CYBERNETICS & HUMAN KNOWING

A Journal of Second Order Cybernetics & Cyber-Semiotics

Volume 5, No.1 1998

Contents:


Volume 5 No. 1, 1998

Søren Brier: Foreword Full Text

Claus Emmeche: Defining life as a semiotic phenomenon Abstract

David J. Depew & Bruce H. Weber: What Does Natural Selection Have to Be like Abstract

Jesper Hoffmeyer: Surfaces Inside Surfaces Abstract

Robert Vallée: Cognition et Système, Essai d'Épistémo-praxéologie Abstract

Robert Vallée: An Introduction to "Epistemo-praxiology" Abstract

Columns

Ranulph Glanville: A (Cybernetic) Musing: Varieties of Variety? Full Text

Louis H. Kauffman: Virtual Logic - The Calculus of Indications Full Text

Reviews

Maj-Britt Rosenkilde, Anja Abel Sørensen, Christine Nordentoft and Søren Brier: Review of International Encyclopedia of Systems and Cybernetics Full Text

Axel Randrup: Whispering Pond Full Text

Mariaelena Bartesaghi: "The Therapy of Dialogical Possibility" Full Text

 

A (Cybernetic) Musing: Varieties of Variety?

By Ranulph Glanville

In this issue's column, I wish to explore a question. The question is, how many varieties of variety are there? Pushed a little, this transforms into what on earth is variety that we can use it as a measure?

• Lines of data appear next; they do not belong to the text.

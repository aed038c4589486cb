// # Event Source Trait
//
// Defines the interface for subscribing to the orchestrator's event stream.
//
// ## Implementations
//
// - Marathon `/v2/events`: `dnsync-marathon` crate
//
// The subscription is handed to [`crate::events::spawn_parser`] as a raw
// byte reader; this trait knows nothing about framing.

use async_trait::async_trait;
use std::pin::Pin;
use tokio::io::AsyncBufRead;

/// Byte stream of an event subscription
pub type EventReader = Pin<Box<dyn AsyncBufRead + Send>>;

/// Trait for event stream implementations
#[async_trait]
pub trait EventSource: Send + Sync {
    /// Open a new subscription
    async fn subscribe(&self) -> Result<EventReader, crate::Error>;

    /// Liveness probe: is the event source still reachable?
    async fn probe(&self) -> Result<(), crate::Error>;
}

This is a genuine question, and I have no ready-made answer, although I have been aware of it for some time, first attempting to deal with it in a presentation at the EMCSR in 1988 (which I found I could not commit to paper). I find the notion of variety to be extraordinarily useful in explaining many things about the world I find myself in, especially in terms of limitations (in particular, Bremmermann's limit of transcomputability) and of creativity; the loss of control and the generation of the new, especially in conversations. I have written about these under the heading "The Value of Unmanageability" and mean to come back to them in a later column.

As I see it, Ashby makes two quite different uses of his term variety (Ashby 1956). The first (which I shall refer to as e-variety) metaphorically uses a concept from physics-entropy. The second (s-variety) is simply to do with the number of states in a system.

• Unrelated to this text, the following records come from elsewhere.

//! Configuration types for dnsync
//!
//! This module defines all configuration structures used throughout the crate.
//! Everything here is immutable once the engine is built.

use serde::{Deserialize, Serialize};
use std::collections::BTreeSet;
use std::fmt;
use std::str::FromStr;
use std::time::Duration;

/// How records are laid out for the running tasks
#[derive(Debug, Clone, Copy, PartialEq, Eq, PartialOrd, Ord, Hash, Serialize, Deserialize)]
#[serde(rename_all = "lowercase")]
pub enum RecordStrategy {
    /// One weighted record per address under the configured name
    Weighted,
    /// One plain record per address under `prefix-N.suffix`
    Enumerated,
}

impl FromStr for RecordStrategy {
    type Err = crate::Error;

    fn from_str(s: &str) -> Result<Self, Self::Err> {
        match s.trim().to_ascii_lowercase().as_str() {
            "weighted" => Ok(Self::Weighted),
            "enumerated" => Ok(Self::Enumerated),
            other => Err(crate::Error::config(format!(
                "Unknown record set type '{}'. Valid types: weighted, enumerated",
                other
            ))),
        }
    }
}

impl fmt::Display for RecordStrategy {
    fn fmt(&self, f: &mut fmt::Formatter<'_>) -> fmt::Result {
        match self {
            Self::Weighted => f.write_str("weighted"),
            Self::Enumerated => f.write_str("enumerated"),
        }
    }
}

/// Parse a comma-separated strategy list such as `"weighted,enumerated"`
pub fn parse_strategies(list: &str) -> Result<BTreeSet<RecordStrategy>, crate::Error> {
    let strategies = list
        .split(',')
        .map(str::trim)
        .filter(|s| !s.is_empty())
        .map(RecordStrategy::from_str)
        .collect::<Result<BTreeSet<_>, _>>()?;

    if strategies.is_empty() {
        return Err(crate::Error::config(
            "At least one record set type is required (weighted, enumerated)",
        ));
    }

    Ok(strategies)
}

/// Prefix a Marathon app id with `/` when it is missing
pub fn normalize_app_id(app_id: &str) -> String {
    let app_id = app_id.trim();
    if app_id.starts_with('/') {
        app_id.to_string()
    } else {
        format!("/{}", app_id)
    }
}

/// Settings for the reconciler
#[derive(Debug, Clone, Serialize, Deserialize)]
pub struct ReconcileConfig {
    /// Hosted zone that owns the records
    pub hosted_zone_id: String,

    /// Base record name (e.g. "marathon-lb.example.com")
    pub record_set: String,

    /// Enabled strategies; weighted and enumerated may run together
    pub strategies: BTreeSet<RecordStrategy>,
}

impl ReconcileConfig {
    /// Create a configuration with the weighted strategy only
    pub fn new(hosted_zone_id: impl Into<String>, record_set: impl Into<String>) -> Self {
        Self {
            hosted_zone_id: hosted_zone_id.into(),
            record_set: record_set.into(),
            strategies: BTreeSet::from([RecordStrategy::Weighted]),
        }
    }

    /// Replace the enabled strategies
    pub fn with_strategies(mut self, strategies: impl IntoIterator<Item = RecordStrategy>) -> Self {
        self.strategies = strategies.into_iter().collect();
        self
    }

    /// Whether the given strategy is enabled
    pub fn is_enabled(&self, strategy: RecordStrategy) -> bool {
        self.strategies.contains(&strategy)
    }

    /// Validate the configuration
    ///
    /// A record set without a `.` is accepted here; the reconciler reports it
    /// when the enumerated strategy needs to split it.
    pub fn validate(&self) -> Result<(), crate::Error> {
        if self.hosted_zone_id.trim().is_empty() {
            return Err(crate::Error::config("Hosted zone id is required"));
        }
        if self.record_set.trim().is_empty() {
            return Err(crate::Error::config("Record set name cannot be empty"));
        }
        if self.strategies.is_empty() {
            return Err(crate::Error::config(
                "At least one record set type is required (weighted, enumerated)",
            ));
        }
        Ok(())
    }
}

/// Settings for the driver loop
#[derive(Debug, Clone, Serialize, Deserialize)]
pub struct DriverConfig {
    /// Marathon app id, always starting with `/`
    pub app_id: String,

    /// Longest wait between two reconciliations (in seconds)
    #[serde(default = "default_interval_secs")]
    pub interval_secs: u64,

    /// Shortest wait between two reconciliations (in milliseconds)
    ///
    /// Bounds how often the provider is called while status updates keep arriving.
    #[serde(default = "default_min_spacing_millis")]
    pub min_spacing_millis: u64,

    /// Capacity of the raw and classified event channels
    #[serde(default = "default_event_channel_capacity")]
    pub event_channel_capacity: usize,

    /// Capacity of the parse error channel; overflow is dropped
    #[serde(default = "default_error_channel_capacity")]
    pub error_channel_capacity: usize,
}

impl DriverConfig {
    /// Create a driver configuration with defaults for `app_id`
    pub fn new(app_id: &str) -> Self {
        Self {
            app_id: normalize_app_id(app_id),
            interval_secs: default_interval_secs(),
            min_spacing_millis: default_min_spacing_millis(),
            event_channel_capacity: default_event_channel_capacity(),
            error_channel_capacity: default_error_channel_capacity(),
        }
    }

    /// Longest wait between reconciliations
    pub fn interval(&self) -> Duration {
        Duration::from_secs(self.interval_secs)
    }

    /// Shortest wait between reconciliations
    pub fn min_spacing(&self) -> Duration {
        Duration::from_millis(self.min_spacing_millis)
    }

    /// Validate the configuration
    pub fn validate(&self) -> Result<(), crate::Error> {
        if self.app_id.trim_start_matches('/').is_empty() {
            return Err(crate::Error::config("App id cannot be empty"));
        }
        if self.interval_secs == 0 {
            return Err(crate::Error::config("Interval must be > 0"));
        }
        if self.event_channel_capacity == 0 || self.error_channel_capacity == 0 {
            return Err(crate::Error::config("Channel capacities must be > 0"));
        }
        Ok(())
    }
}

fn default_interval_secs() -> u64 {
    360
}

fn default_min_spacing_millis() -> u64 {
    1000
}

fn default_event_channel_capacity() -> usize {
    64
}

fn default_error_channel_capacity() -> usize {
    16
}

So the first of these uses is heavily influenced by Shannon and Weaver's Information Theory (Shannon and Weaver 1949) (hardly surprising, considering when Ashby was developing his concept). The measure of variety is closely analogous to the measure of information that Shannon and Weaver proposed (as a complement to kinetic entropy), but whereas the computation of information depends on the basic informational unit, the bit, variety depends on Ashby's operational and organisational unit, the state. In this incarnation, variety is a measure of how many of the possible states a system could (theoretically/logically) attain which it actually uses. This can be useful in determining "expandability" in a system, ie how many further states it might attain, although the fact that a system does not take up all logically possible states may, itself, be of interest and tell us much, just as this does in information theory-where it can be used, for instance, to help code-breaking. This value of absence seems to be at the very heart of computing: for in (digital) computing the 0's are every bit (!) as important as the 1's: what matters is that every address is fillable, and only then whether it is filled and how full it is. An empty address is as significant as a filled one. Of course, musicians have known this for a long time, filling their pieces with what we sometimes call "telling" silences. John Cage took to a final extreme in his piece 4'32", a totally silent piano piece. Architects, too, would claim that the material they manipulate (space) is essentially the lack of material: massive silences between the stones.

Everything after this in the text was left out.